MS Paint is very limited in its features and it has several bugs that can be troublesome, more so when dealing with formats other than bitmap.

This is a short tutorial on how to get MS Paint to do things it's not normally supposed to do.

When creating an image that needs a pattern fill, you need to decide on the colors you will use to designate the fill areas. Fully saturated colors work best because they are easy to remember, but any color you will not otherwise be using in the image works as well. You can have as many pseudo-layers as you have colors you will not be using.

Since the image for the Bahamut Star System required only two pattern fills, I used black and white.

So step one is to create the base image as seen in image one below.

Step two is to create the first pattern you want to fill with. The pattern is a separate image filled with the same size as the base image. In this case the pattern image is the background color, or two repeating lines of two nearly black greens. See image two.

Step three is to create the next pattern you want to fill with. (Repeat as many times as you have patterns.) This is the same as step two, in this particular instance the pattern is the fore color or two alternating bright green lines. See image three.

Step four is to copy the entire base image from a separate instance of MS Paint and then paste it on top of the first pattern. Before you finish the paste operation, set the background color of the MS paint instance with pattern one to the same color on the base image you want to pattern fill. Then turn off "draw opaque" in the image menu. See image four for the result. As you can see the background color now fills the background.

Step five is to do the same thing for the other areas that need to be filled. In this case the foreground of the base image. Take the previous image (the one with the background filled) and then paste it over the next pattern image, again setting the background color to the same as the color that you want to replace with the pattern. See image five.

Repeat step five for as many other colors that you wish to replace.

Note: Due to color problems MS Paint has when working in formats other than 24bit Bitmap, I would suggest working in that format and then saving the final results in PNG when done.

----------


## ravells

It's very involved...but top marks for finding a way with the software available.

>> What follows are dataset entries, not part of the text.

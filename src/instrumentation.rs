//! Structured telemetry emission.
//!
//! Every handler-visible action emits one JSON object per line on the
//! `telemetry` tracing target. Entries share a base envelope
//! `{ts, level, component, event, request_id, correlation_id?, room_code?,
//! user_id?}` plus event-specific fields, and are validated against the
//! event schema table before emission. Validation failures emit
//! `error.instrumentation.failed` and re-raise in development builds.

use chrono::{DateTime, Utc};
use serde::Serialize;
use serde_json::{json, Map, Value};
use std::sync::atomic::{AtomicU64, Ordering};
use std::sync::Mutex;

use crate::protocol::UserId;
use crate::storage::StorageKey;

/// Severity of a telemetry entry.
#[derive(Debug, Clone, Copy, PartialEq, Eq, Serialize)]
#[serde(rename_all = "snake_case")]
pub enum TelemetryLevel {
    Info,
    Warn,
    Error,
}

/// Event-specific payloads, one variant per schema entry.
#[derive(Debug, Clone)]
pub enum TelemetryEvent {
    LifecycleWake { hydrated_keys: usize },
    LifecycleConnect { connection_id: String, role: String },
    LifecycleDisconnect { connection_id: String, code: u16 },
    LifecycleReconnect { connection_id: String },

    StorageReadStart { key: StorageKey },
    StorageReadEnd { key: StorageKey, duration_ms: u64, success: bool },
    StorageWriteStart { key: StorageKey },
    StorageWriteEnd { key: StorageKey, duration_ms: u64, success: bool },
    StorageDelete { key: StorageKey, existed: bool },

    StateTransition { from: String, to: String },
    StateTransitionRejected { from: String, attempted: String },

    SeatAssign { seat_user_id: UserId, turn_order: u8 },
    SeatReserve { seat_user_id: UserId, deadline: DateTime<Utc> },
    SeatReclaimAttempt { seat_user_id: UserId },
    SeatReclaimResult { seat_user_id: UserId, outcome: String },
    SeatRelease { seat_user_id: UserId, cause: String },

    GameStart { players: usize },
    GameTurnStart { turn_user_id: UserId, turn_index: usize },
    GameRoll { turn_user_id: UserId, roll_number: u8 },
    GameScore { turn_user_id: UserId, category: String, points: u32 },
    GameComplete { winner_user_id: Option<UserId> },

    AlarmSchedule { kind: String, due_at: DateTime<Utc> },
    AlarmCancel { kind: String, count: usize },
    AlarmFire { kind: String },

    BroadcastPrepare { event_type: String, recipients: usize },
    BroadcastSent { event_type: String, delivered: usize, failed: usize },

    InviteCreate { invite_id: String, to_user_id: UserId },
    InviteResolve { invite_id: String, status: String },

    ErrorHandlerFailed { detail: String },
    ErrorStorageFailed { key: StorageKey, detail: String },
    ErrorBroadcastFailed { event_type: String, detail: String },
    ErrorLobbyNotifyFailed { detail: String, attempts: u32 },
    ErrorAlarmDispatchFailed { kind: String, detail: String },
    ErrorStateCorruption { key: StorageKey, detail: String },
    ErrorInstrumentationFailed { detail: String },
}

impl TelemetryEvent {
    /// Dotted event name as it appears on the wire.
    pub fn name(&self) -> &'static str {
        match self {
            Self::LifecycleWake { .. } => "lifecycle.wake",
            Self::LifecycleConnect { .. } => "lifecycle.connect",
            Self::LifecycleDisconnect { .. } => "lifecycle.disconnect",
            Self::LifecycleReconnect { .. } => "lifecycle.reconnect",
            Self::StorageReadStart { .. } => "storage.read.start",
            Self::StorageReadEnd { .. } => "storage.read.end",
            Self::StorageWriteStart { .. } => "storage.write.start",
            Self::StorageWriteEnd { .. } => "storage.write.end",
            Self::StorageDelete { .. } => "storage.delete",
            Self::StateTransition { .. } => "state.transition",
            Self::StateTransitionRejected { .. } => "state.transition.rejected",
            Self::SeatAssign { .. } => "seat.assign",
            Self::SeatReserve { .. } => "seat.reserve",
            Self::SeatReclaimAttempt { .. } => "seat.reclaim.attempt",
            Self::SeatReclaimResult { .. } => "seat.reclaim.result",
            Self::SeatRelease { .. } => "seat.release",
            Self::GameStart { .. } => "game.start",
            Self::GameTurnStart { .. } => "game.turn.start",
            Self::GameRoll { .. } => "game.roll",
            Self::GameScore { .. } => "game.score",
            Self::GameComplete { .. } => "game.complete",
            Self::AlarmSchedule { .. } => "alarm.schedule",
            Self::AlarmCancel { .. } => "alarm.cancel",
            Self::AlarmFire { .. } => "alarm.fire",
            Self::BroadcastPrepare { .. } => "broadcast.prepare",
            Self::BroadcastSent { .. } => "broadcast.sent",
            Self::InviteCreate { .. } => "invite.create",
            Self::InviteResolve { .. } => "invite.resolve",
            Self::ErrorHandlerFailed { .. } => "error.handler.failed",
            Self::ErrorStorageFailed { .. } => "error.storage.failed",
            Self::ErrorBroadcastFailed { .. } => "error.broadcast.failed",
            Self::ErrorLobbyNotifyFailed { .. } => "error.lobby.notify.failed",
            Self::ErrorAlarmDispatchFailed { .. } => "error.alarm.dispatch.failed",
            Self::ErrorStateCorruption { .. } => "error.state.corruption",
            Self::ErrorInstrumentationFailed { .. } => "error.instrumentation.failed",
        }
    }

    /// Component owning the event: the first dotted segment.
    pub fn component(&self) -> &'static str {
        let name = self.name();
        name.split('.').next().unwrap_or(name)
    }

    pub fn level(&self) -> TelemetryLevel {
        match self {
            Self::ErrorHandlerFailed { .. }
            | Self::ErrorStorageFailed { .. }
            | Self::ErrorBroadcastFailed { .. }
            | Self::ErrorLobbyNotifyFailed { .. }
            | Self::ErrorAlarmDispatchFailed { .. }
            | Self::ErrorStateCorruption { .. }
            | Self::ErrorInstrumentationFailed { .. } => TelemetryLevel::Error,
            Self::StateTransitionRejected { .. } => TelemetryLevel::Warn,
            _ => TelemetryLevel::Info,
        }
    }

    fn fields(&self) -> Map<String, Value> {
        let value = match self {
            Self::LifecycleWake { hydrated_keys } => json!({ "hydrated_keys": hydrated_keys }),
            Self::LifecycleConnect { connection_id, role } => {
                json!({ "connection_id": connection_id, "role": role })
            }
            Self::LifecycleDisconnect { connection_id, code } => {
                json!({ "connection_id": connection_id, "code": code })
            }
            Self::LifecycleReconnect { connection_id } => {
                json!({ "connection_id": connection_id })
            }
            Self::StorageReadStart { key } | Self::StorageWriteStart { key } => {
                json!({ "key": key.as_str() })
            }
            Self::StorageReadEnd { key, duration_ms, success }
            | Self::StorageWriteEnd { key, duration_ms, success } => {
                json!({ "key": key.as_str(), "duration_ms": duration_ms, "success": success })
            }
            Self::StorageDelete { key, existed } => {
                json!({ "key": key.as_str(), "existed": existed })
            }
            Self::StateTransition { from, to } => json!({ "from": from, "to": to }),
            Self::StateTransitionRejected { from, attempted } => {
                json!({ "from": from, "attempted": attempted })
            }
            Self::SeatAssign { seat_user_id, turn_order } => {
                json!({ "seat_user_id": seat_user_id, "turn_order": turn_order })
            }
            Self::SeatReserve { seat_user_id, deadline } => {
                json!({ "seat_user_id": seat_user_id, "deadline": deadline })
            }
            Self::SeatReclaimAttempt { seat_user_id } => json!({ "seat_user_id": seat_user_id }),
            Self::SeatReclaimResult { seat_user_id, outcome } => {
                json!({ "seat_user_id": seat_user_id, "outcome": outcome })
            }
            Self::SeatRelease { seat_user_id, cause } => {
                json!({ "seat_user_id": seat_user_id, "cause": cause })
            }
            Self::GameStart { players } => json!({ "players": players }),
            Self::GameTurnStart { turn_user_id, turn_index } => {
                json!({ "turn_user_id": turn_user_id, "turn_index": turn_index })
            }
            Self::GameRoll { turn_user_id, roll_number } => {
                json!({ "turn_user_id": turn_user_id, "roll_number": roll_number })
            }
            Self::GameScore { turn_user_id, category, points } => {
                json!({ "turn_user_id": turn_user_id, "category": category, "points": points })
            }
            Self::GameComplete { winner_user_id } => json!({ "winner_user_id": winner_user_id }),
            Self::AlarmSchedule { kind, due_at } => json!({ "kind": kind, "due_at": due_at }),
            Self::AlarmCancel { kind, count } => json!({ "kind": kind, "count": count }),
            Self::AlarmFire { kind } => json!({ "kind": kind }),
            Self::BroadcastPrepare { event_type, recipients } => {
                json!({ "event_type": event_type, "recipients": recipients })
            }
            Self::BroadcastSent { event_type, delivered, failed } => {
                json!({ "event_type": event_type, "delivered": delivered, "failed": failed })
            }
            Self::InviteCreate { invite_id, to_user_id } => {
                json!({ "invite_id": invite_id, "to_user_id": to_user_id })
            }
            Self::InviteResolve { invite_id, status } => {
                json!({ "invite_id": invite_id, "status": status })
            }
            Self::ErrorHandlerFailed { detail } => json!({ "detail": detail }),
            Self::ErrorStorageFailed { key, detail } => {
                json!({ "key": key.as_str(), "detail": detail })
            }
            Self::ErrorBroadcastFailed { event_type, detail } => {
                json!({ "event_type": event_type, "detail": detail })
            }
            Self::ErrorLobbyNotifyFailed { detail, attempts } => {
                json!({ "detail": detail, "attempts": attempts })
            }
            Self::ErrorAlarmDispatchFailed { kind, detail } => {
                json!({ "kind": kind, "detail": detail })
            }
            Self::ErrorStateCorruption { key, detail } => {
                json!({ "key": key.as_str(), "detail": detail })
            }
            Self::ErrorInstrumentationFailed { detail } => json!({ "detail": detail }),
        };
        match value {
            Value::Object(map) => map,
            _ => Map::new(),
        }
    }
}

The results are cracking.

----------


## Steel General

Yeah, I think I'll rep you just for even trying to figure this out in the abomination that is MS-Paint...**BONK**

----------


## Coyotemax

Dng, I already repped for the map itself.

If i'm ever on a lobotomized machine and feel the urge to draw something, this will definitely come in handy!

Maximum use of available tools - never a bad thing!

----------


## jerriecan

Back when I used MS Paint - about a thousand years ago  :Wink:  - that's exactly the method I used to fill areas.  Nicely done, and a great way to work through the limitations of the tools available.  :Smile: 

Jerriecan

----------